What to produce: From the line containing "the department dropdown." onward to the last line of the data below, copy each line exactly and add nothing.

Excerpts from a dataset:
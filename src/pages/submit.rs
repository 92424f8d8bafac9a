//! Submit: the report form plus the choices it offers.

use std::time::Duration;

use crate::form::{DEPARTMENTS, SubmissionForm};
use crate::states::INDIAN_STATES;

#[derive(Debug, Clone, Default)]
pub struct SubmitPage {
    pub form: SubmissionForm,
}

impl SubmitPage {
    pub fn new(success_display: Duration) -> Self {
        Self {
            form: SubmissionForm::new(success_display),
        }
    }

    /// `(code, "Name (CODE)")` for the state dropdown.
    pub fn state_options() -> Vec<(&'static str, String)> {
        INDIAN_STATES
            .iter()
            .map(|s| (s.code, format!("{} ({})", s.name, s.code)))
            .collect()
    }

    /// `(value, label)` for the department dropdown.
    pub fn department_options() -> &'static [(&'static str, &'static str)] {
        &DEPARTMENTS
    }
}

Output below:
    /// `(value, label)` for the department dropdown.
    pub fn department_options() -> &'static [(&'static str, &'static str)] {
        &DEPARTMENTS
    }
}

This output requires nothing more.